Paying some taxes now could save you later

Your Money

April 08, 2007|By Janet Kidd Stewart | Janet Kidd Stewart,Chicago Tribune

Iwill be retiring with — I will be retiring with- in the next few months, and I am confused about how to deal with my retirement accounts. When I stop working, must I convert my existing 403(b) accounts into IRA accounts? Can I simply stop contributing and allow them to remain dormant until I need to withdraw the money? If I have to convert, will this have an impact on my desire to convert existing IRA accounts to Roth IRAs in 2010?

- A reader in Arlington Heights, Ill.

If you have less than $5,000 stashed in your account, your employer could force you out of the plan.

But if you have more than that tucked away, you should be able to leave the money where it is until you have to begin taking required minimum distributions at age 70 1/2 or until 2010, the first year savers can convert traditional individual retirement accounts into Roth IRAs regardless of income restrictions.

Whether that is the best option depends on the quality of your plan and your other assets, said Robert Oliver of Oliver Financial Planning in Ann Arbor, Mich.

Employers with 403(b) plans typically are educational or nonprofit institutions. Depending on the organization, the plans can have attractive investment options at low costs. Another advantage: Participants can take loans out on the money, which can't be done with IRAs, Oliver said.

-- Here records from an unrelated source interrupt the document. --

//! Form-relay endpoint configuration.

use web_sys::window;

/// Active Formspree endpoint for the contact form.
pub const DEFAULT_FORM_ENDPOINT: &str = "https://formspree.io/f/xzdavjao";

/// Literal left behind when a deployment has not set its own endpoint yet.
const ENDPOINT_PLACEHOLDER: &str = "REEMPLAZAR_ENDPOINT";

/// Picks the endpoint to POST to: a non-empty page override wins, otherwise
/// the built-in default. Returns `None` when the result is unusable (empty
/// or still carrying the placeholder), so submission can be refused before
/// any network traffic.
pub fn resolve_endpoint(page_override: Option<&str>) -> Option<String> {
    let endpoint = page_override
        .map(str::trim)
        .filter(|value| !value.is_empty())
        .unwrap_or(DEFAULT_FORM_ENDPOINT);

    if endpoint.is_empty() || endpoint.contains(ENDPOINT_PLACEHOLDER) {
        None
    } else {
        Some(endpoint.to_string())
    }
}

/// Per-page override, read live from `<body data-form-endpoint="…">`.
pub fn page_endpoint_override() -> Option<String> {
    window()?.document()?.body()?.get_attribute("data-form-endpoint")
}

#[cfg(test)]
mod tests {
    use super::*;

    #[test]
    fn falls_back_to_default() {
        assert_eq!(resolve_endpoint(None).as_deref(), Some(DEFAULT_FORM_ENDPOINT));
        assert_eq!(resolve_endpoint(Some("")).as_deref(), Some(DEFAULT_FORM_ENDPOINT));
        assert_eq!(resolve_endpoint(Some("   ")).as_deref(), Some(DEFAULT_FORM_ENDPOINT));
    }

    #[test]
    fn override_wins_when_present() {
        assert_eq!(
            resolve_endpoint(Some(" https://formspree.io/f/propio ")).as_deref(),
            Some("https://formspree.io/f/propio")
        );
    }

    #[test]
    fn placeholder_is_treated_as_unconfigured() {
        assert_eq!(resolve_endpoint(Some("https://formspree.io/f/REEMPLAZAR_ENDPOINT")), None);
        assert_eq!(resolve_endpoint(Some("REEMPLAZAR_ENDPOINT")), None);
    }
}
//! Controller — view observers and change notification.
//!
//! The controller owns the running module, diffs its scope against the
//! prior snapshot after every execution (step, ad hoc evaluation, or
//! initial load), and notifies registered views in registration order.
//! Two host hooks exist: an error hook invoked when execution fails and
//! a reset hook invoked to clear any displayed error before a fresh run.

use crate::changeset::Changeset;
use crate::emit_model_output;
use std::collections::BTreeMap;
use tracing::{debug, error};
use weft_eval::{Context, EvalError, EvalResult, Factory, Module};
use weft_types::{Node, Value};

/// A view observer.
///
/// `update` must be idempotent under repeated identical changesets;
/// registration before the first execution is fine — no update is
/// delivered until the first publish.
pub trait View {
    fn name(&self) -> &str;
    fn update(&mut self, changes: &Changeset);
}

type ErrorHook = Box<dyn FnMut(&EvalError)>;
type ResetHook = Box<dyn FnMut()>;

/// Owns the module and keeps observers synchronized.
pub struct Controller {
    module: Module,
    factory: Factory,
    views: Vec<Box<dyn View>>,
    snapshot: BTreeMap<String, Value>,
    error_hook: Option<ErrorHook>,
    reset_hook: Option<ResetHook>,
}

impl Controller {
    /// Wrap a loaded module, using the default grammar for ad hoc
    /// evaluation.
    pub fn new(module: Module) -> Self {
        Self::with_factory(module, Factory::with_defaults())
    }

    /// Wrap a loaded module with a caller-supplied factory.
    ///
    /// The snapshot starts empty, so the first publish reports every
    /// binding the initial execution produced.
    pub fn with_factory(module: Module, factory: Factory) -> Self {
        Self {
            module,
            factory,
            views: Vec::new(),
            snapshot: BTreeMap::new(),
            error_hook: None,
            reset_hook: None,
        }
    }

    /// The running module.
    pub fn module(&self) -> &Module {
        &self.module
    }

    /// Register a view. Registration order is notification order.
    pub fn add_view(&mut self, view: Box<dyn View>) {
        self.views.push(view);
    }

    /// Install the error hook.
    pub fn on_error(&mut self, hook: impl FnMut(&EvalError) + 'static) {
        self.error_hook = Some(Box::new(hook));
    }

    /// Install the reset hook.
    pub fn on_reset(&mut self, hook: impl FnMut() + 'static) {
        self.reset_hook = Some(Box::new(hook));
    }

    /// Execute the module program once against `ctx`.
    ///
    /// Failures are surfaced to the error hook and returned; the caller
    /// decides whether stepping resumes. No publish happens on failure.
    pub fn execute(&mut self, ctx: &mut Context) -> EvalResult<()> {
        match self.module.execute(ctx) {
            Ok(()) => Ok(()),
            Err(err) => {
                self.report_error(&err);
                Err(err)
            }
        }
    }

    /// Ad hoc ("REPL") evaluation against the live module environment.
    ///
    /// Re-enters the factory pipeline, executes immediately, and
    /// publishes — side effects persist and surface through the same
    /// changeset mechanism as stepping.
    pub fn eval(&mut self, node: &Node, clock: u64) -> EvalResult<()> {
        self.clear_error();
        let mut ctx = Context::new(clock);
        let result = self.module.eval(node, &self.factory, &mut ctx);
        match result {
            Ok(()) => {
                emit_model_output(&mut ctx);
                self.publish();
                Ok(())
            }
            Err(err) => {
                self.report_error(&err);
                Err(err)
            }
        }
    }

    /// Diff the module scope against the prior snapshot and notify all
    /// views, in registration order.
    ///
    /// Called only after an execution has fully returned, so views never
    /// observe a partially mutated environment. An empty changeset is
    /// still delivered; views are required to be idempotent.
    pub fn publish(&mut self) {
        let after = self.module.snapshot();
        let order = self.module.env.list(self.module.scope);
        let changes = Changeset::diff(&self.snapshot, order, &after);
        self.snapshot = after;

        debug!(changed = changes.len(), views = self.views.len(), "publish");
        for view in &mut self.views {
            view.update(&changes);
        }
    }

    /// User-facing state dump: module-scope bindings in declaration
    /// order, constants filtered out.
    pub fn state_dump(&self) -> Vec<(String, Value)> {
        let env = &self.module.env;
        let scope = self.module.scope;
        env.list(scope)
            .iter()
            .filter(|name| !env.is_constant(scope, name.as_str()))
            .filter_map(|name| {
                env.get(scope, name)
                    .ok()
                    .map(|value| (name.clone(), value.clone()))
            })
            .collect()
    }

    /// Fire the reset hook (clears any displayed error).
    pub(crate) fn clear_error(&mut self) {
        if let Some(hook) = &mut self.reset_hook {
            hook();
        }
    }

    fn report_error(&mut self, err: &EvalError) {
        error!(module = %self.module.name, %err, "execution failed");
        if let Some(hook) = &mut self.error_hook {
            hook(err);
        }
    }
}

Although tax-deferred earnings growth has been the key selling point for retirement plans and IRAs, more financial advisers are recommending a strategy of diversifying the tax structure of a portfolio, with an emphasis on paying a chunk of taxes now to get them out of the way. Their rationale is that while it's impossible to predict the future tax climate, many analysts expect rates to increase.

The idea would be to take a portion of your 403(b) and pay the taxes on it as you convert it to a Roth IRA, which then grows and is distributed tax free.

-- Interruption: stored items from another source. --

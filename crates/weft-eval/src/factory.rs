//! Tag-dispatching factory from parsed nodes to executable AST.
//!
//! Two registration tables map a node's discriminant tag to a builder
//! function. Adding a node kind means registering a new builder — no
//! existing builder changes. Dispatch on an unregistered tag fails with
//! [`EvalError::UnknownNodeType`].

use crate::ast::{Expr, ExprKind, Stmt, StmtKind};
use crate::env::ScopeId;
use crate::error::{EvalError, EvalResult};
use std::collections::BTreeMap;
use weft_types::Node;

/// Builds an expression from a node with a matching tag.
pub type ExprBuilder = fn(&Factory, &Node, ScopeId) -> EvalResult<Expr>;

/// Builds a statement from a node with a matching tag.
pub type StmtBuilder = fn(&Factory, &Node, ScopeId) -> EvalResult<Stmt>;

/// Registration tables for expression and statement node kinds.
pub struct Factory {
    exprs: BTreeMap<String, ExprBuilder>,
    stmts: BTreeMap<String, StmtBuilder>,
}

impl Factory {
    /// Empty factory with no registered node kinds.
    pub fn new() -> Self {
        Self {
            exprs: BTreeMap::new(),
            stmts: BTreeMap::new(),
        }
    }

    /// Factory with the full grammar registered.
    pub fn with_defaults() -> Self {
        let mut factory = Self::new();
        factory.register_expr("number", build_number);
        factory.register_expr("text", build_text);
        factory.register_expr("id", build_id);
        factory.register_expr("lookup", build_lookup);
        factory.register_expr("record", build_record);
        factory.register_expr("apply", build_apply);
        factory.register_expr("clock", build_clock);

        factory.register_stmt("sequence", build_sequence);
        factory.register_stmt("vardecl", build_vardecl);
        factory.register_stmt("assign", build_assign);
        factory.register_stmt("ifelse", build_ifelse);
        factory.register_stmt("rule", build_rule);
        factory.register_stmt("print", build_print);
        factory
    }

    /// Register an expression node kind.
    pub fn register_expr(&mut self, tag: impl Into<String>, builder: ExprBuilder) {
        self.exprs.insert(tag.into(), builder);
    }

    /// Register a statement node kind.
    pub fn register_stmt(&mut self, tag: impl Into<String>, builder: StmtBuilder) {
        self.stmts.insert(tag.into(), builder);
    }

    /// Construct an expression bound to `scope`.
    pub fn expression(&self, node: &Node, scope: ScopeId) -> EvalResult<Expr> {
        match self.exprs.get(node.tag.as_str()) {
            Some(builder) => builder(self, node, scope),
            None => Err(EvalError::UnknownNodeType {
                tag: node.tag.clone(),
            }),
        }
    }

    /// Construct a statement bound to `scope`.
    pub fn statement(&self, node: &Node, scope: ScopeId) -> EvalResult<Stmt> {
        match self.stmts.get(node.tag.as_str()) {
            Some(builder) => builder(self, node, scope),
            None => Err(EvalError::UnknownNodeType {
                tag: node.tag.clone(),
            }),
        }
    }
}

impl Default for Factory {
    fn default() -> Self {
        Self::with_defaults()
    }
}

// ══════════════════════════════════════════════════════════════════════════════
// Attribute access
// ══════════════════════════════════════════════════════════════════════════════

fn missing(node: &Node, field: &str) -> EvalError {
    EvalError::MalformedNode {
        tag: node.tag.clone(),
        field: field.to_string(),
    }
}

fn req_text<'a>(node: &'a Node, field: &str) -> EvalResult<&'a str> {
    node.text(field).ok_or_else(|| missing(node, field))
}

fn req_number(node: &Node, field: &str) -> EvalResult<f64> {
    node.number(field).ok_or_else(|| missing(node, field))
}

fn req_child<'a>(node: &'a Node, field: &str) -> EvalResult<&'a Node> {
    node.child(field).ok_or_else(|| missing(node, field))
}

fn req_list<'a>(node: &'a Node, field: &str) -> EvalResult<&'a [Node]> {
    node.list(field).ok_or_else(|| missing(node, field))
}

// ══════════════════════════════════════════════════════════════════════════════
// Expression builders
// ══════════════════════════════════════════════════════════════════════════════

fn expr(kind: ExprKind, node: &Node, scope: ScopeId) -> Expr {
    Expr {
        kind,
        scope,
        span: node.span,
    }
}

fn build_number(_f: &Factory, node: &Node, scope: ScopeId) -> EvalResult<Expr> {
    let value = req_number(node, "value")?;
    Ok(expr(ExprKind::Number(value), node, scope))
}

fn build_text(_f: &Factory, node: &Node, scope: ScopeId) -> EvalResult<Expr> {
    let value = req_text(node, "value")?;
    Ok(expr(ExprKind::Text(value.to_string()), node, scope))
}

fn build_id(_f: &Factory, node: &Node, scope: ScopeId) -> EvalResult<Expr> {
    let name = req_text(node, "name")?;
    Ok(expr(ExprKind::Id(name.to_string()), node, scope))
}

fn build_lookup(f: &Factory, node: &Node, scope: ScopeId) -> EvalResult<Expr> {
    let parent = f.expression(req_child(node, "parent")?, scope)?;
    let child = req_text(node, "child")?;
    Ok(expr(
        ExprKind::Lookup {
            parent: Box::new(parent),
            child: child.to_string(),
        },
        node,
        scope,
    ))
}

fn build_record(f: &Factory, node: &Node, scope: ScopeId) -> EvalResult<Expr> {
    let mut fields = Vec::new();
    for field_node in req_list(node, "fields")? {
        let name = req_text(field_node, "name")?;
        let value = f.expression(req_child(field_node, "value")?, scope)?;
        fields.push((name.to_string(), value));
    }
    Ok(expr(ExprKind::Record(fields), node, scope))
}

fn build_apply(f: &Factory, node: &Node, scope: ScopeId) -> EvalResult<Expr> {
    let op = req_text(node, "op")?;
    let mut args = Vec::new();
    for arg in req_list(node, "args")? {
        args.push(f.expression(arg, scope)?);
    }
    Ok(expr(
        ExprKind::Apply {
            op: op.to_string(),
            args,
        },
        node,
        scope,
    ))
}

fn build_clock(_f: &Factory, node: &Node, scope: ScopeId) -> EvalResult<Expr> {
    Ok(expr(ExprKind::Clock, node, scope))
}

// ══════════════════════════════════════════════════════════════════════════════
// Statement builders
// ══════════════════════════════════════════════════════════════════════════════

fn stmt(kind: StmtKind, node: &Node, scope: ScopeId) -> Stmt {
    Stmt {
        kind,
        scope,
        span: node.span,
    }
}

fn build_sequence(f: &Factory, node: &Node, scope: ScopeId) -> EvalResult<Stmt> {
    let mut stmts = Vec::new();
    for child in req_list(node, "statements")? {
        stmts.push(f.statement(child, scope)?);
    }
    Ok(stmt(StmtKind::Sequence(stmts), node, scope))
}

fn build_vardecl(f: &Factory, node: &Node, scope: ScopeId) -> EvalResult<Stmt> {
    let name = req_text(node, "id")?;
    let value = f.expression(req_child(node, "value")?, scope)?;
    let constant = node.flag("constant").unwrap_or(false);
    Ok(stmt(
        StmtKind::VarDecl {
            name: name.to_string(),
            value,
            constant,
        },
        node,
        scope,
    ))
}

fn build_assign(f: &Factory, node: &Node, scope: ScopeId) -> EvalResult<Stmt> {
    let name = req_text(node, "id")?;
    let value = f.expression(req_child(node, "value")?, scope)?;
    Ok(stmt(
        StmtKind::Assign {
            name: name.to_string(),
            value,
        },
        node,
        scope,
    ))
}

fn build_ifelse(f: &Factory, node: &Node, scope: ScopeId) -> EvalResult<Stmt> {
    let condition = f.expression(req_child(node, "condition")?, scope)?;
    let then_block = f.statement(req_child(node, "thenblock")?, scope)?;
    // An absent else block is an empty sequence.
    let else_block = match node.child("elseblock") {
        Some(child) => f.statement(child, scope)?,
        None => stmt(StmtKind::Sequence(Vec::new()), node, scope),
    };
    Ok(stmt(
        StmtKind::IfElse {
            condition,
            then_block: Box::new(then_block),
            else_block: Box::new(else_block),
        },
        node,
        scope,
    ))
}

fn build_rule(f: &Factory, node: &Node, scope: ScopeId) -> EvalResult<Stmt> {
    let name = req_text(node, "id")?;
    let body = f.statement(req_child(node, "block")?, scope)?;
    Ok(stmt(
        StmtKind::Rule {
            name: name.to_string(),
            body: Box::new(body),
        },
        node,
        scope,
    ))
}

fn build_print(f: &Factory, node: &Node, scope: ScopeId) -> EvalResult<Stmt> {
    let value = f.expression(req_child(node, "value")?, scope)?;
    Ok(stmt(StmtKind::Print { value }, node, scope))
}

In your situation, Oliver said, it might make sense to convert the entire account to a Roth. With a little planning, you could be in a lower tax bracket by 2010, given your pending retirement, and if you haven't started collecting Social Security, for example.

Another option to investigate: If your 403(b) includes contributions from before 1987, that money can be left untouched until you are 75, providing more years of tax-deferred growth before required minimum distributions kick in.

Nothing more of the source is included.